Na época em que foi lançado no mercado americano, o DDT foi vendido como um
defensivo totalmente inócuo aos seres vivos - inclusive, em uma de suas
propagandas veiculadas pela televisão, litros de DDT eram borrifados em crianças,
mulheres e idosos em uma piscina. Porém, na época existiam relativamente
poucos estudos sérios sobre a biodegradação de compostos. Além disso, os
Estados Unidos passavam por um avassalador ataque de pragas, e qualquer produto
que prometesse acabar com elas era muito bem-vindo.
Outro problema que cerca a utilização dos defensivos agrícolas é seu mau
uso por parte dos próprios agricultores. Superdosagens, utilização sem
equipamentos de proteção adequados e a manipulação destes compostos por
pessoas despreparadas são exemplos.
Mas se a utilização desses produtos requer o uso de equipamentos de proteção
contra seus efeitos tóxicos ao homem, certamente eles fazem mau ao homem... Em
termos, sim. Porém existe aí um problema de concentração. Os produtos são
produzidos extremamente concentrados, e desenvolvidos para que, quando
utilizados na dosagem correta, sua concentração tenha efeitos mínimos ao
homem e ao meio ambiente, afetando única e exclusivamente as pragas.

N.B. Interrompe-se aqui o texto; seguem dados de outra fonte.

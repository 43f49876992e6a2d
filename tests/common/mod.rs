//! Common test utilities for episode-relay integration tests

use episode_relay::Config;
use std::path::{Path, PathBuf};
use tempfile::TempDir;
use wiremock::matchers::{method, path};
use wiremock::{Mock, MockServer, ResponseTemplate};

/// Body the fake yt-dlp writes for every successful download
pub const EPISODE_CONTENT: &[u8] = b"fake episode payload";

/// Write an executable stand-in for yt-dlp
///
/// Honors `-o <output>`, prints two progress lines and writes
/// [`EPISODE_CONTENT`]. URLs containing `broken` exit non-zero after leaving
/// `.part`, `.ytdl` and per-format files behind, like a real failed download.
#[cfg(unix)]
pub fn fake_ytdlp(dir: &Path) -> PathBuf {
    use std::os::unix::fs::PermissionsExt;

    let script = r#"#!/bin/sh
out=""
url=""
while [ $# -gt 0 ]; do
  case "$1" in
    -o) out="$2"; shift 2 ;;
    --*) shift ;;
    *) url="$1"; shift ;;
  esac
done
case "$url" in
  *broken*)
    printf 'partial' > "$out.part"
    printf '{}' > "$out.ytdl"
    printf 'partial' > "${out%.*}.f137.mp4.part"
    echo "ERROR: [generic] Unsupported URL: $url" >&2
    exit 1
    ;;
esac
echo "[download]  40.0% of 20.00KiB at 1.00MiB/s ETA 00:00"
echo "[download] 100.0% of 20.00KiB at 1.00MiB/s ETA 00:00"
printf 'fake episode payload' > "$out"
"#;

    let path = dir.join("yt-dlp");
    std::fs::write(&path, script).unwrap();
    std::fs::set_permissions(&path, std::fs::Permissions::from_mode(0o755)).unwrap();
    path
}

/// Configuration pointing at a temp dir, a fake yt-dlp and a mock storage server
#[cfg(unix)]
pub fn test_config(temp_dir: &TempDir, storage: &MockServer) -> Config {
    let mut config = Config::default();
    config.download.download_dir = temp_dir.path().join("downloads");
    config.download.logs_dir = temp_dir.path().join("logs");
    config.download.ytdlp_path = Some(fake_ytdlp(temp_dir.path()));
    config.storage.endpoint = storage.uri();
    config.storage.email = Some("relay@example.com".to_string());
    config.storage.password = Some("hunter2".to_string());
    config
}

/// Mount a login endpoint that hands out `token`
pub async fn mount_login(server: &MockServer, token: &str) {
    Mock::given(method("POST"))
        .and(path("/login"))
        .respond_with(
            ResponseTemplate::new(200).set_body_json(serde_json::json!({ "token": token })),
        )
        .expect(1)
        .mount(server)
        .await;
}

/// Request path an episode file is uploaded to
pub fn upload_path(file_name: &str) -> String {
    format!("/files/{}", urlencoding::encode(file_name))
}
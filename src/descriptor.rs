//! The four 18-byte descriptor slots of the base block
//!
//! A slot holds either a detailed timing (non-zero pixel clock) or a display
//! descriptor selected by the tag in byte 3.

use crate::detailed_timing::{DetailedTiming, DETAILED_TIMING_SIZE};
use crate::diagnostics::Scope;
use crate::edid::{EstablishedMode, StandardTiming};
use serde::Serialize;

pub const EDID_MAX_DESCRIPTORS: usize = 4;

const TAG_PRODUCT_SERIAL: u8 = 0xFF;
const TAG_DATA_STRING: u8 = 0xFE;
const TAG_RANGE_LIMITS: u8 = 0xFD;
const TAG_PRODUCT_NAME: u8 = 0xFC;
const TAG_COLOR_POINT: u8 = 0xFB;
const TAG_STANDARD_TIMINGS: u8 = 0xFA;
const TAG_COLOR_MANAGEMENT_DATA: u8 = 0xF9;
const TAG_CVT_TIMING_CODES: u8 = 0xF8;
const TAG_ESTABLISHED_TIMINGS_III: u8 = 0xF7;
const TAG_DUMMY: u8 = 0x10;

/// Established timings III bitmap, MSB of byte 6 first
const ESTABLISHED_TIMINGS_III: [(u16, u16, u8, bool); 44] = [
    (640, 350, 85, false),
    (640, 400, 85, false),
    (720, 400, 85, false),
    (640, 480, 85, false),
    (848, 480, 60, false),
    (800, 600, 85, false),
    (1024, 768, 85, false),
    (1152, 864, 75, false),
    (1280, 768, 60, true),
    (1280, 768, 60, false),
    (1280, 768, 75, false),
    (1280, 768, 85, false),
    (1280, 960, 60, false),
    (1280, 960, 85, false),
    (1280, 1024, 60, false),
    (1280, 1024, 85, false),
    (1360, 768, 60, false),
    (1440, 900, 60, true),
    (1440, 900, 60, false),
    (1440, 900, 75, false),
    (1440, 900, 85, false),
    (1400, 1050, 60, true),
    (1400, 1050, 60, false),
    (1400, 1050, 75, false),
    (1400, 1050, 85, false),
    (1680, 1050, 60, true),
    (1680, 1050, 60, false),
    (1680, 1050, 75, false),
    (1680, 1050, 85, false),
    (1600, 1200, 60, false),
    (1600, 1200, 65, false),
    (1600, 1200, 70, false),
    (1600, 1200, 75, false),
    (1600, 1200, 85, false),
    (1792, 1344, 60, false),
    (1792, 1344, 75, false),
    (1856, 1392, 60, false),
    (1856, 1392, 75, false),
    (1920, 1200, 60, true),
    (1920, 1200, 60, false),
    (1920, 1200, 75, false),
    (1920, 1200, 85, false),
    (1920, 1440, 60, false),
    (1920, 1440, 75, false),
];

#[derive(Debug, Clone, PartialEq, Serialize)]
pub enum Descriptor {
    DetailedTiming(DetailedTiming),
    ProductSerial(String),
    DataString(String),
    RangeLimits(RangeLimits),
    ProductName(String),
    ColorPoints(Vec<ColorPoint>),
    StandardTimings(Vec<StandardTiming>),
    ColorManagementData(ColorManagementData),
    CvtTimingCodes(Vec<CvtTimingCode>),
    EstablishedTimingsIII(Vec<EstablishedMode>),
    Dummy,
    ManufacturerSpecified { tag: u8, payload: Vec<u8> },
    Unknown { tag: u8, payload: Vec<u8> },
}

/// How the display wants timings outside the listed ones generated
#[derive(Debug, Clone, Copy, PartialEq, Eq, Serialize)]
pub enum RangeLimitsKind {
    DefaultGtf,
    LimitsOnly,
    SecondaryGtf,
    Cvt { major: u8, minor: u8 },
    Unknown(u8),
}

#[derive(Debug, Clone, PartialEq, Eq, Serialize)]
pub struct RangeLimits {
    pub min_vert_rate_hz: u16,
    pub max_vert_rate_hz: u16,
    pub min_horiz_rate_khz: u16,
    pub max_horiz_rate_khz: u16,
    pub max_pixel_clock_mhz: Option<u32>,
    pub kind: RangeLimitsKind,
}

#[derive(Debug, Clone, PartialEq, Serialize)]
pub struct ColorPoint {
    pub index: u8,
    pub white_x: f32,
    pub white_y: f32,
    /// `None` when the gamma is defined elsewhere
    pub gamma: Option<f32>,
}

/// Display color management polynomial coefficients
#[derive(Debug, Clone, PartialEq, Serialize)]
pub struct ColorManagementData {
    pub version: u8,
    pub red_a3: f32,
    pub red_a2: f32,
    pub green_a3: f32,
    pub green_a2: f32,
    pub blue_a3: f32,
    pub blue_a2: f32,
}

#[derive(Debug, Clone, Copy, PartialEq, Eq, Serialize)]
pub enum CvtAspectRatio {
    R4_3,
    R16_9,
    R16_10,
    R15_9,
}

#[derive(Debug, Clone, PartialEq, Eq, Serialize)]
pub struct CvtTimingCode {
    pub addressable_lines: u16,
    pub aspect_ratio: CvtAspectRatio,
    pub preferred_rate_hz: u8,
    pub supports_50hz: bool,
    pub supports_60hz: bool,
    pub supports_75hz: bool,
    pub supports_85hz: bool,
    pub supports_60hz_reduced_blanking: bool,
}

impl Descriptor {
    pub fn parse(d: &[u8; DETAILED_TIMING_SIZE], revision: u8, scope: &mut Scope<'_>) -> Self {
        if d[0] != 0 || d[1] != 0 {
            return Descriptor::DetailedTiming(DetailedTiming::parse(d, scope));
        }

        let tag = d[3];
        if d[2] != 0 {
            scope.fail(format!("Display descriptor 0x{:02X}: byte 2 is not zero", tag));
        }
        if d[4] != 0 && tag != TAG_RANGE_LIMITS {
            scope.fail(format!("Display descriptor 0x{:02X}: byte 4 is not zero", tag));
        }
        let payload = &d[5..];

        match tag {
            TAG_PRODUCT_SERIAL => Descriptor::ProductSerial(parse_text(payload, scope)),
            TAG_DATA_STRING => Descriptor::DataString(parse_text(payload, scope)),
            TAG_PRODUCT_NAME => Descriptor::ProductName(parse_text(payload, scope)),
            TAG_RANGE_LIMITS => Descriptor::RangeLimits(parse_range_limits(d, revision, scope)),
            TAG_COLOR_POINT => Descriptor::ColorPoints(parse_color_points(payload)),
            TAG_STANDARD_TIMINGS => {
                let timings = payload[..12]
                    .chunks_exact(2)
                    .filter_map(|p| StandardTiming::parse(p[0], p[1], revision, scope))
                    .collect();
                Descriptor::StandardTimings(timings)
            }
            TAG_COLOR_MANAGEMENT_DATA => {
                let coeff = |i: usize| f32::from(u16::from_le_bytes([payload[i], payload[i + 1]])) / 100.0;
                if payload[0] != 3 {
                    scope.fail(format!("Color management data version {} is not 3", payload[0]));
                }
                Descriptor::ColorManagementData(ColorManagementData {
                    version: payload[0],
                    red_a3: coeff(1),
                    red_a2: coeff(3),
                    green_a3: coeff(5),
                    green_a2: coeff(7),
                    blue_a3: coeff(9),
                    blue_a2: coeff(11),
                })
            }
            TAG_CVT_TIMING_CODES => {
                if payload[0] != 1 {
                    scope.fail(format!("CVT timing codes version {} is not 1", payload[0]));
                }
                let codes = payload[1..]
                    .chunks_exact(3)
                    .filter_map(|c| parse_cvt_code([c[0], c[1], c[2]], scope))
                    .collect();
                Descriptor::CvtTimingCodes(codes)
            }
            TAG_ESTABLISHED_TIMINGS_III => {
                if payload[0] != 0x0A {
                    scope.fail(format!(
                        "Established timings III revision 0x{:02X} is not 0x0A",
                        payload[0]
                    ));
                }
                Descriptor::EstablishedTimingsIII(established_timings_iii(&payload[1..7]))
            }
            TAG_DUMMY => {
                if payload.iter().any(|&b| b != 0) {
                    scope.fail("Dummy descriptor payload is not zeroed");
                }
                Descriptor::Dummy
            }
            0x00..=0x0F => Descriptor::ManufacturerSpecified {
                tag,
                payload: payload.to_vec(),
            },
            _ => {
                scope.fail(format!("Unknown display descriptor tag 0x{:02X}", tag));
                Descriptor::Unknown {
                    tag,
                    payload: payload.to_vec(),
                }
            }
        }
    }
}

/// Text is terminated by 0x0A and padded with spaces
fn parse_text(payload: &[u8], scope: &mut Scope<'_>) -> String {
    let end = payload.iter().position(|&b| b == 0x0A).unwrap_or(payload.len());
    if end < payload.len() && payload[end + 1..].iter().any(|&b| b != 0x20) {
        scope.fail("Text descriptor is not padded with spaces after the newline");
    }

    let mut text = String::with_capacity(end);
    for &b in &payload[..end] {
        if (0x20..=0x7E).contains(&b) {
            text.push(char::from(b));
        } else {
            scope.fail(format!("Text descriptor contains non-printable byte 0x{:02X}", b));
            text.push('.');
        }
    }
    text.trim_end_matches(' ').to_string()
}

fn parse_range_limits(d: &[u8; DETAILED_TIMING_SIZE], revision: u8, scope: &mut Scope<'_>) -> RangeLimits {
    let offsets = if revision >= 4 { d[4] } else { 0 };
    let max_vert_offset = if offsets & 0x02 != 0 { 255 } else { 0 };
    let min_vert_offset = if offsets & 0x03 == 0x03 { 255 } else { 0 };
    let max_horiz_offset = if offsets & 0x08 != 0 { 255 } else { 0 };
    let min_horiz_offset = if offsets & 0x0C == 0x0C { 255 } else { 0 };

    let limits = RangeLimits {
        min_vert_rate_hz: u16::from(d[5]) + min_vert_offset,
        max_vert_rate_hz: u16::from(d[6]) + max_vert_offset,
        min_horiz_rate_khz: u16::from(d[7]) + min_horiz_offset,
        max_horiz_rate_khz: u16::from(d[8]) + max_horiz_offset,
        max_pixel_clock_mhz: match d[9] {
            0 => None,
            v => Some(u32::from(v) * 10),
        },
        kind: match d[10] {
            0x00 => RangeLimitsKind::DefaultGtf,
            0x01 => RangeLimitsKind::LimitsOnly,
            0x02 => RangeLimitsKind::SecondaryGtf,
            0x04 => RangeLimitsKind::Cvt {
                major: d[11] >> 4,
                minor: d[11] & 0x0F,
            },
            other => RangeLimitsKind::Unknown(other),
        },
    };

    if limits.min_vert_rate_hz > limits.max_vert_rate_hz {
        scope.fail(format!(
            "Range limits: min vertical rate {} Hz > max {} Hz",
            limits.min_vert_rate_hz, limits.max_vert_rate_hz
        ));
    }
    if limits.min_horiz_rate_khz > limits.max_horiz_rate_khz {
        scope.fail(format!(
            "Range limits: min horizontal rate {} kHz > max {} kHz",
            limits.min_horiz_rate_khz, limits.max_horiz_rate_khz
        ));
    }
    if let RangeLimitsKind::Unknown(v) = limits.kind {
        scope.fail(format!("Range limits: unknown timing support type 0x{:02X}", v));
    }
    limits
}

fn parse_color_points(payload: &[u8]) -> Vec<ColorPoint> {
    payload[..10]
        .chunks_exact(5)
        .filter(|p| p[0] != 0)
        .map(|p| {
            let x = (u16::from(p[2]) << 2) | u16::from((p[1] >> 2) & 0x03);
            let y = (u16::from(p[3]) << 2) | u16::from(p[1] & 0x03);
            ColorPoint {
                index: p[0],
                white_x: f32::from(x) / 1024.0,
                white_y: f32::from(y) / 1024.0,
                gamma: match p[4] {
                    0xFF => None,
                    g => Some((f32::from(g) + 100.0) / 100.0),
                },
            }
        })
        .collect()
}

fn parse_cvt_code(c: [u8; 3], scope: &mut Scope<'_>) -> Option<CvtTimingCode> {
    if c == [0, 0, 0] {
        return None;
    }
    let raw_lines = u16::from(c[0]) | (u16::from(c[1] >> 4) << 8);
    let aspect_ratio = match (c[1] >> 2) & 0x03 {
        0 => CvtAspectRatio::R4_3,
        1 => CvtAspectRatio::R16_9,
        2 => CvtAspectRatio::R16_10,
        _ => CvtAspectRatio::R15_9,
    };
    if c[1] & 0x03 != 0 {
        scope.fail("CVT timing code: reserved bits set");
    }
    let code = CvtTimingCode {
        addressable_lines: (raw_lines + 1) * 2,
        aspect_ratio,
        preferred_rate_hz: [50, 60, 75, 85][usize::from((c[2] >> 5) & 0x03)],
        supports_50hz: c[2] & 0x10 != 0,
        supports_60hz: c[2] & 0x08 != 0,
        supports_75hz: c[2] & 0x04 != 0,
        supports_85hz: c[2] & 0x02 != 0,
        supports_60hz_reduced_blanking: c[2] & 0x01 != 0,
    };
    if c[2] & 0x1F == 0 {
        scope.fail("CVT timing code: no refresh rate supported");
    }
    Some(code)
}

fn established_timings_iii(bitmap: &[u8]) -> Vec<EstablishedMode> {
    ESTABLISHED_TIMINGS_III
        .iter()
        .enumerate()
        .filter(|(i, _)| bitmap[i / 8] & (0x80 >> (i % 8)) != 0)
        .map(|(_, &(width, height, refresh_hz, reduced_blanking))| EstablishedMode {
            width,
            height,
            refresh_hz,
            interlaced: false,
            reduced_blanking,
        })
        .collect()
}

Entretanto, talvez possam continuar existindo enganos como aquele que ocorreu
com o DDT. E quem é o responsável por isso? Certamente não é a química, mas
sim aquilo que chamamos de "interesse". A venda não só de defensivos
agrícolas como de outras substâncias químicas cujos efeitos não foram ainda
cientificamente estudados não é de responsabilidade do "químico",
mas dos "interesses". Claro que o químico, o profissional, tem sua
parcela de culpa, mas esse profissional age em nome do "interesse", não
da ciência ou do bem-estar da humanidade.
Hoje alguns agricultores afirmam que não utilizam "produtos químicos"
como defensivos agrícolas em suas plantações. Denominam esse tipo de cultivo
como "cultivo orgânico". A cultura orgânica consiste na adição dos
chamados "defensivos naturais", que nada mais são que extratos de
determinadas plantas ou fungos, ou seja, extratos de produtos
"naturais".
É louvável a iniciativa, visto que enquanto existe a possibilidade da extração
direta das substâncias de interesse da natureza ela é sempre bem-vinda. Mas,
note a palavra que denota a ação da cultura orgânica - extratos! Extrato é o
ato de extrair, ou separar uma substância de interesse, que nada mais é que um
processo químico, como muitos outros. Quando o agricultor mói determinado tipo
de planta, ferve e extrai o produto para aplicá-lo a suas plantações e
afastar determinado tipo de praga, nada mais faz que um processo químico como
qualquer outro. Certamente existe um princípio ativo químico nessa mistura que
é o responsável pela proteção da plantação, e talvez o agricultor nem
mesmo o saiba. Mas ainda assim sua técnica é extremamente interessante.
Tudo o que nos rodeia é química. Nós somos química, e interagimos
quimicamente com o ambiente que nos cerca. A forma como promovemos essa interação
é que sofre variações, por vezes drásticas mas por outras fenomenalmente benéficas.